04/14/21
Brand Strategy Is About More Than Your Logo
When you think of really good customer service, what brand or business comes to mind?
It could be a local business whose owner or employees have made a personal connection with you, making you feel valued and special. It could be a national brand with which you’ve only ever interacted over the phone or internet but has exceeded your expectations and somehow managed to create a meaningful connection with you.
Whatever the company, if you were to look behind the curtain, you’d undoubtedly see you, the customer, valued and prioritized at every step. The most successful brands are so because they’ve aligned their operations with their brand strategy.
Looking for branding principles? Jump to a section:
- Know who you are.
- Align culture to the brand.
- Make sure experience matches expectation.
- Hire people who live and love your culture.
The Importance of Aligning Operations to Brand Strategy
Branding is often thought of as a logo or a marketing campaign. Sometimes it’s also thought of as communications and, in rare cases, employee engagement. But it’s rarely extended to the internal operations of a business.
This is a real shame. The surest path to success is one that aligns internal operations to brand promise.

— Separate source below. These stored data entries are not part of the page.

//! Unified error types for the domain layer
//!
//! Assembly failures are fatal: a graph with a duplicated identifier or a
//! missing required record is never usable, so every error here aborts the
//! build immediately.

use thiserror::Error;

use crate::ids::RecordKind;

/// Unified error type for graph assembly operations
#[derive(Debug, Error, Clone, PartialEq)]
pub enum DomainError {
    /// An editor id was registered twice
    #[error("Duplicate identifier: '{editor_id}' is already registered")]
    DuplicateIdentifier { editor_id: String },

    /// A stage index was inserted twice
    #[error("Duplicate stage: index {index} already exists")]
    DuplicateStage { index: u16 },

    /// A record the build depends on could not be located
    #[error("Missing required entity: {kind} '{name}' not found")]
    MissingRequiredEntity { kind: RecordKind, name: String },
}

impl DomainError {
    pub fn duplicate_identifier(editor_id: impl Into<String>) -> Self {
        Self::DuplicateIdentifier {
            editor_id: editor_id.into(),
        }
    }

    pub fn duplicate_stage(index: u16) -> Self {
        Self::DuplicateStage { index }
    }

    /// Create a missing entity error
    ///
    /// Used by the asset resolver when a symbolic name cannot be bound, and
    /// by builders when content references an entity that was never created.
    pub fn missing_entity(kind: RecordKind, name: impl Into<String>) -> Self {
        Self::MissingRequiredEntity {
            kind,
            name: name.into(),
        }
    }
}
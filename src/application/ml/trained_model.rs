use super::predictor::PricePredictor;
use super::scaler::MinMaxScaler;
use super::smartcore_predictor::{ModelParams, RandomForestPredictor};
use crate::domain::errors::{ForecastError, ForecastResult};

/// A fitted estimator together with the exact feature ordering and scaler it
/// was fitted with.
///
/// Built once per request and immutable afterwards. Prediction checks the
/// caller's feature names against the training-time ordering and reapplies
/// the training-time scaler.
///
/// The scaler is fitted on the training partition only, not on every
/// trainable row, so hold-out and forecast rows can land outside [0, 1] and
/// predictions differ numerically from a scaler fitted before the split.
pub struct TrainedModel {
    predictor: Box<dyn PricePredictor>,
    feature_names: Vec<String>,
    scaler: MinMaxScaler,
}

impl std::fmt::Debug for TrainedModel {
    fn fmt(&self, f: &mut std::fmt::Formatter<'_>) -> std::fmt::Result {
        f.debug_struct("TrainedModel")
            .field("predictor", &self.predictor.name())
            .field("feature_names", &self.feature_names)
            .finish()
    }
}

impl TrainedModel {
    /// Fits the scaler on `x_train`, then a random forest on the scaled rows.
    pub fn fit(
        feature_names: Vec<String>,
        x_train: &[Vec<f64>],
        y_train: &[f64],
        params: &ModelParams,
    ) -> ForecastResult<Self> {
        let scaler = MinMaxScaler::fit(x_train)?;
        let scaled = scaler.transform(x_train)?;
        let predictor = RandomForestPredictor::fit(&scaled, y_train, params)?;
        Self::from_parts(Box::new(predictor), feature_names, scaler)
    }

    /// Assembles a model from an already-fitted predictor and scaler.
    pub fn from_parts(
        predictor: Box<dyn PricePredictor>,
        feature_names: Vec<String>,
        scaler: MinMaxScaler,
    ) -> ForecastResult<Self> {
        if scaler.n_features() != feature_names.len() {
            return Err(ForecastError::Shape {
                expected: feature_names.len(),
                actual: scaler.n_features(),
            });
        }
        Ok(Self {
            predictor,
            feature_names,
            scaler,
        })
    }

    pub fn feature_names(&self) -> &[String] {
        &self.feature_names
    }

    pub fn predictor_name(&self) -> &str {
        self.predictor.name()
    }

    pub fn check_features(&self, names: &[String]) -> ForecastResult<()> {
        if names != self.feature_names.as_slice() {
            return Err(ForecastError::FeatureMismatch {
                expected: self.feature_names.clone(),
                actual: names.to_vec(),
            });
        }
        Ok(())
    }

    /// Predicts from unscaled rows laid out as `names`.
    pub fn predict(&self, names: &[String], rows: &[Vec<f64>]) -> ForecastResult<Vec<f64>> {
        self.check_features(names)?;
        let scaled = self.scaler.transform(rows)?;
        let predictions = self.predictor.predict(&scaled)?;
        if predictions.len() != rows.len() {
            return Err(ForecastError::Shape {
                expected: rows.len(),
                actual: predictions.len(),
            });
        }
        Ok(predictions)
    }

    pub fn predict_one(&self, names: &[String], row: &[f64]) -> ForecastResult<f64> {
        let predictions = self.predict(names, &[row.to_vec()])?;
        predictions
            .first()
            .copied()
            .ok_or_else(|| ForecastError::model("No prediction returned"))
    }
}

A brand has no power to fulfill the promises it boasts. Only people can fulfill a promise. Employees are the hands, feet, head and heart of a brand. Workers are the ones who fulfill orders, resolve issues, create solutions and exceed expectations.
A brand can’t do that.
But a brand champion can. When you think of branding as more than marketing, you harness its true power. Consider an example.
Zappos: A Brand Strategy Built on Customer Service
In 2004, when Zappos was just five years old, its CEO faced a difficult decision — whether or not to relocate its headquarters from San Francisco to Las Vegas.
Tony Hsieh was having trouble finding people who were passionate about a career in customer service, and he and his team had decided that customer service should permeate the whole company rather than being confined to just one department.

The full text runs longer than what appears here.